[Start of Attachment]

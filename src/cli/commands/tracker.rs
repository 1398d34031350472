//! Interactive tracker page session
//!
//! Reads one command per line from stdin and applies it to a
//! [`JobAppTracker`], so the page can be driven from a terminal or a script.

use anyhow::{Context, Result, bail};
use clap::Args;
use std::io::Write;
use tokio::io::{AsyncBufReadExt, BufReader};

use super::{collect_batch, print_files};
use crate::cli::{ConsoleToaster, Output};
use crate::config::YourOrbitConfig;
use crate::tracker::{ConfiguredSubmitter, JobAppTracker, SessionState, SubmitOutcome};

const HELP: &[(&str, &str)] = &[
    ("drop <PATH...>", "Drop files, directories or glob patterns"),
    ("remove <INDEX>", "Remove an uploaded file"),
    ("text <TEXT>", "Paste a job posting"),
    ("clear", "Clear the pasted text"),
    ("reset", "Clear text and files"),
    ("list", "Show the page state"),
    ("submit", "Submit the job posting"),
    ("help", "Show this help"),
    ("quit", "Leave the session"),
];

#[derive(Args)]
pub struct TrackerArgs {
    /// Signed-in user for this session (overrides session.user)
    #[arg(long)]
    pub user: Option<String>,
}

#[derive(Debug, PartialEq, Eq)]
enum Command {
    Drop(Vec<String>),
    Remove(usize),
    Text(String),
    Clear,
    Reset,
    List,
    Submit,
    Help,
    Quit,
}

fn parse_command(line: &str) -> Result<Command> {
    let line = line.trim();
    let (name, rest) = line.split_once(char::is_whitespace).unwrap_or((line, ""));
    let rest = rest.trim();

    let command = match name {
        "drop" => {
            if rest.is_empty() {
                bail!("Usage: drop <PATH...>");
            }
            Command::Drop(rest.split_whitespace().map(String::from).collect())
        }
        "remove" | "rm" => {
            let index = rest.parse().with_context(|| format!("Invalid index: '{rest}'"))?;
            Command::Remove(index)
        }
        "text" => Command::Text(rest.to_string()),
        "clear" => Command::Clear,
        "reset" => Command::Reset,
        "list" | "ls" => Command::List,
        "submit" => Command::Submit,
        "help" | "?" => Command::Help,
        "quit" | "exit" => Command::Quit,
        other => bail!("Unknown command: '{other}' (try 'help')"),
    };
    Ok(command)
}

pub async fn execute(args: TrackerArgs, config: &YourOrbitConfig, output: &Output) -> Result<()> {
    let mut session_config = config.session()?;
    if let Some(user) = args.user {
        session_config.user = user;
        session_config.pending = false;
    }
    let session = SessionState::from(&session_config);
    let submitter = ConfiguredSubmitter::from_config(config.submit()?.mode, &config.backend()?)?;

    let mut page = JobAppTracker::new(
        config.dropzone()?,
        session,
        ConsoleToaster::new(*output),
        config.toast()?.duration_ms,
    )?;

    if page.auth().show_auth_prompt() {
        output.warning("Not signed in; submissions will be refused");
    }

    let interactive = atty::is(atty::Stream::Stdin);
    let mut lines = BufReader::new(tokio::io::stdin()).lines();

    loop {
        if interactive {
            print!("> ");
            std::io::stdout().flush()?;
        }
        let Some(line) = lines.next_line().await? else {
            break;
        };
        if line.trim().is_empty() {
            continue;
        }

        let command = match parse_command(&line) {
            Ok(command) => command,
            Err(e) => {
                output.error(&e.to_string());
                continue;
            }
        };
        tracing::debug!("Tracker command: {:?}", command);

        match command {
            Command::Drop(patterns) => match collect_batch(&patterns) {
                Ok(batch) => {
                    let outcome = page.handle_drop(batch);
                    if outcome.ignored {
                        output.warning(&page.view().dropzone.placeholder);
                    } else if outcome.added > 0 {
                        output.success(&format!("Added {} file(s)", outcome.added));
                    }
                }
                Err(e) => output.error(&format!("{e:#}")),
            },
            Command::Remove(index) => match page.remove(index) {
                Ok(file) => output.success(&format!("Removed {}", file.name)),
                Err(e) => output.error(&e.to_string()),
            },
            Command::Text(text) => {
                if page.set_text(text) && page.break_all() {
                    output.verbose("Text contains long words; wrapping anywhere");
                }
            }
            Command::Clear => page.clear_text(),
            Command::Reset => page.reset(),
            Command::List => print_view(&page, output),
            Command::Submit => match page.submit(&submitter).await {
                SubmitOutcome::Submitted => output.success("Job posting submitted"),
                SubmitOutcome::Empty => output.info("Nothing to submit"),
                SubmitOutcome::Pending | SubmitOutcome::SignInRequired | SubmitOutcome::Failed => {}
            },
            Command::Help => {
                for (usage, about) in HELP {
                    output.table_row(usage, about);
                }
            }
            Command::Quit => break,
        }
    }

    Ok(())
}

fn print_view(page: &JobAppTracker<ConsoleToaster>, output: &Output) {
    let view = page.view();
    output.category("Job posting");
    if view.text.is_empty() {
        output.key_value("Text:", view.textarea_placeholder, false);
    } else {
        output.key_value("Text:", &view.text, true);
    }
    output.key_value("Drop zone:", &view.dropzone.placeholder, false);
    if !view.dropzone.description.is_empty() {
        output.key_value("", &view.dropzone.description, false);
    }
    print_files(&view.dropzone, output);
}

#[cfg(test)]
mod tests {
    use super::*;

    #[test]
    fn test_parse_commands() {
        assert_eq!(
            parse_command("drop a.png  b.png").unwrap(),
            Command::Drop(vec!["a.png".into(), "b.png".into()])
        );
        assert_eq!(parse_command("remove 2").unwrap(), Command::Remove(2));
        assert_eq!(
            parse_command("text Senior Rust Engineer").unwrap(),
            Command::Text("Senior Rust Engineer".into())
        );
        assert_eq!(parse_command("  quit ").unwrap(), Command::Quit);
        assert_eq!(parse_command("ls").unwrap(), Command::List);
    }

    #[test]
    fn test_parse_errors() {
        assert!(parse_command("drop").is_err());
        assert!(parse_command("remove x").is_err());
        assert!(
            parse_command("upload a.png")
                .unwrap_err()
                .to_string()
                .contains("Unknown command")
        );
    }
}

[End of Attachment]

Only the lines from the start of the material through the line bearing "or a script." are needed, restated exactly, with both end lines included.

**Solution for this problem**
filename src/cli/commands/tracker.rs
repository 1398d34031350472
//! Interactive tracker page session
//!
//! Reads one command per line from stdin and applies it to a
//! [`JobAppTracker`], so the page can be driven from a terminal or a script.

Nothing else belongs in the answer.